Exercise objective. From the entries that follow, copy each line in which "post" appears.

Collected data
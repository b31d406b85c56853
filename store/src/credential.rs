use serde::{Deserialize, Serialize};
use uuid::Uuid;

use crate::rvinfo::RendezvousInfo;
use crate::state::DeviceState;

/// The device credential produced by DI and rotated by TO2.
///
/// Key material is carried as opaque DER/secret bytes; interpreting it
/// is the protocol layer's business, not the store's.
#[derive(Debug, Clone, Serialize, Deserialize)]
pub struct DeviceCredential {
    pub active: bool,
    pub guid: Uuid,
    pub device_info: String,
    pub rendezvous_info: RendezvousInfo,
    #[serde(with = "serde_bytes")]
    pub manufacturer_pubkey_hash: Vec<u8>,
    #[serde(with = "serde_bytes")]
    pub private_key_der: Vec<u8>,
    #[serde(with = "serde_bytes")]
    pub hmac_secret: Vec<u8>,
}

/// What actually lands in the credential blob: the credential plus the
/// device lifecycle state, written together in one atomic operation.
#[derive(Debug, Clone, Serialize, Deserialize)]
pub struct PersistedCredential {
    pub credential: DeviceCredential,
    pub state: DeviceState,
}

impl std::fmt::Display for PersistedCredential {
    fn fmt(&self, f: &mut std::fmt::Formatter<'_>) -> std::fmt::Result {
        writeln!(f, "Device credential:")?;
        writeln!(f, "  Active: {}", self.credential.active)?;
        writeln!(f, "  GUID: {}", self.credential.guid)?;
        writeln!(f, "  Device info: {}", self.credential.device_info)?;
        writeln!(
            f,
            "  Rendezvous directives: {}",
            self.credential.rendezvous_info.directives().len()
        )?;
        for directive in self.credential.rendezvous_info.directives() {
            writeln!(
                f,
                "    {:?} (delay {}s, bypass {})",
                directive.get_urls(),
                directive.delay_secs,
                directive.bypass
            )?;
        }
        write!(f, "  State: {}", self.state)
    }
}
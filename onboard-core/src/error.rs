use thiserror::Error;

#[derive(Debug, Error)]
pub enum OnboardError {
    /// Invalid configuration, surfaced before any network activity.
    /// Not retryable.
    #[error("Configuration error: {0}")]
    Configuration(String),
    /// The shared cancellation token fired; the loop stopped without
    /// starting further attempts or waits.
    #[error("Onboarding canceled")]
    Canceled,
}

impl OnboardError {
    pub fn is_canceled(&self) -> bool {
        matches!(self, OnboardError::Canceled)
    }
}
// SPDX-License-Identifier: MIT
// Copyright 2025. Triad National Security, LLC.

use crate::{
    api::{Identity, UpdateRequest},
    field::{Clears, Properties},
};

/// Builds sparse update requests for one identity.
///
/// A property lands in the payload if and only if it was provided (for `assign`) or its clear was
/// requested (for `clear`). The two payload kinds come from separate methods so a single request
/// never carries both a set and an unset. Building is pure: the same inputs always produce the same
/// request.
#[derive(Debug, Clone)]
pub struct RequestBuilder {
    identity: Identity,
}

impl RequestBuilder {
    pub fn new(identity: Identity) -> Self {
        RequestBuilder { identity }
    }

    pub fn identity(&self) -> &Identity {
        &self.identity
    }

    pub fn assign(&self, properties: &Properties) -> UpdateRequest {
        UpdateRequest {
            identity: self.identity.clone(),
            set: properties
                .provided()
                .map(|(p, v)| (p, v.clone()))
                .collect(),
            unset: Default::default(),
        }
    }

    pub fn clear(&self, clears: &Clears) -> UpdateRequest {
        UpdateRequest {
            identity: self.identity.clone(),
            set: Default::default(),
            unset: clears.requested().collect(),
        }
    }
}
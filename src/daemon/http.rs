// SPDX-License-Identifier: MIT
// Copyright 2025. Triad National Security, LLC.

use std::sync::Arc;

use {
    axum::{
        body::Body,
        extract::State,
        http::{header, StatusCode},
        response::{IntoResponse, Response},
        routing::post,
        Json, Router,
    },
    log::{debug, warn},
};

use crate::{
    api::{DeleteRequest, Identity, ListRequest, Scope, UpdateRequest},
    document::Document,
    inventory::{Code, Frame, Inventory, MemoryInventory, ServiceError},
};

impl IntoResponse for ServiceError {
    fn into_response(self) -> Response {
        let status = match self.code {
            Code::NotFound => StatusCode::NOT_FOUND,
            Code::AlreadyExists => StatusCode::CONFLICT,
            Code::InvalidArgument => StatusCode::BAD_REQUEST,
            Code::FailedPrecondition => StatusCode::PRECONDITION_FAILED,
            Code::Unavailable => StatusCode::SERVICE_UNAVAILABLE,
            Code::Internal => StatusCode::INTERNAL_SERVER_ERROR,
        };
        (status, Json(self)).into_response()
    }
}

type Shared = State<Arc<MemoryInventory>>;

pub fn router(inventory: Arc<MemoryInventory>) -> Router {
    Router::new()
        .route("/v1/create", post(create))
        .route("/v1/update", post(update))
        .route("/v1/list", post(list))
        .route("/v1/delete", post(delete))
        .route("/v1/schema/read", post(read_schema))
        .route("/v1/schema/create", post(create_schema))
        .with_state(inventory)
}

/// Serve the inventory API on `listener` until the process exits.
pub async fn serve(listener: tokio::net::TcpListener, inventory: Arc<MemoryInventory>) {
    if let Err(e) = axum::serve(listener, router(inventory)).await {
        warn!("server stopped: {e}");
    }
}

fn logged<T>(op: &str, result: Result<T, ServiceError>) -> Result<T, ServiceError> {
    match &result {
        Ok(_) => debug!("{op}: ok"),
        Err(e) => warn!("{op} failed: {e}"),
    }
    result
}

async fn create(
    State(inventory): Shared,
    Json(identity): Json<Identity>,
) -> Result<StatusCode, ServiceError> {
    logged("create", inventory.create(&identity)).map(|_| StatusCode::NO_CONTENT)
}

async fn update(
    State(inventory): Shared,
    Json(request): Json<UpdateRequest>,
) -> Result<StatusCode, ServiceError> {
    logged("update", inventory.update(&request)).map(|_| StatusCode::NO_CONTENT)
}

/// Replies with one JSON frame per line. A failure after the first item is reported as a final
/// error frame, since the status line has already been sent.
async fn list(
    State(inventory): Shared,
    Json(request): Json<ListRequest>,
) -> Result<Response, ServiceError> {
    let items = logged("list", inventory.list(&request))?;

    let lines = items.map(|item| {
        let frame = match item {
            Ok(item) => Frame::Item(item),
            Err(e) => Frame::Error(e),
        };
        serde_json::to_string(&frame).map(|mut line| {
            line.push('\n');
            line
        })
    });
    let lines: Vec<_> = lines.collect();

    Ok((
        [(header::CONTENT_TYPE, "application/x-ndjson")],
        Body::from_stream(futures::stream::iter(lines)),
    )
        .into_response())
}

async fn delete(
    State(inventory): Shared,
    Json(request): Json<DeleteRequest>,
) -> Result<StatusCode, ServiceError> {
    logged("delete", inventory.delete(&request)).map(|_| StatusCode::NO_CONTENT)
}

async fn read_schema(
    State(inventory): Shared,
    Json(scope): Json<Scope>,
) -> Result<Json<Document>, ServiceError> {
    logged("schema/read", inventory.read_schema(&scope)).map(Json)
}

async fn create_schema(
    State(inventory): Shared,
    Json(document): Json<Document>,
) -> Result<StatusCode, ServiceError> {
    logged("schema/create", inventory.create_schema(&document))
        .map(|_| StatusCode::NO_CONTENT)
}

Task response.
        routing::post,
        .route("/v1/create", post(create))
        .route("/v1/update", post(update))
        .route("/v1/list", post(list))
        .route("/v1/delete", post(delete))
        .route("/v1/schema/read", post(read_schema))
        .route("/v1/schema/create", post(create_schema))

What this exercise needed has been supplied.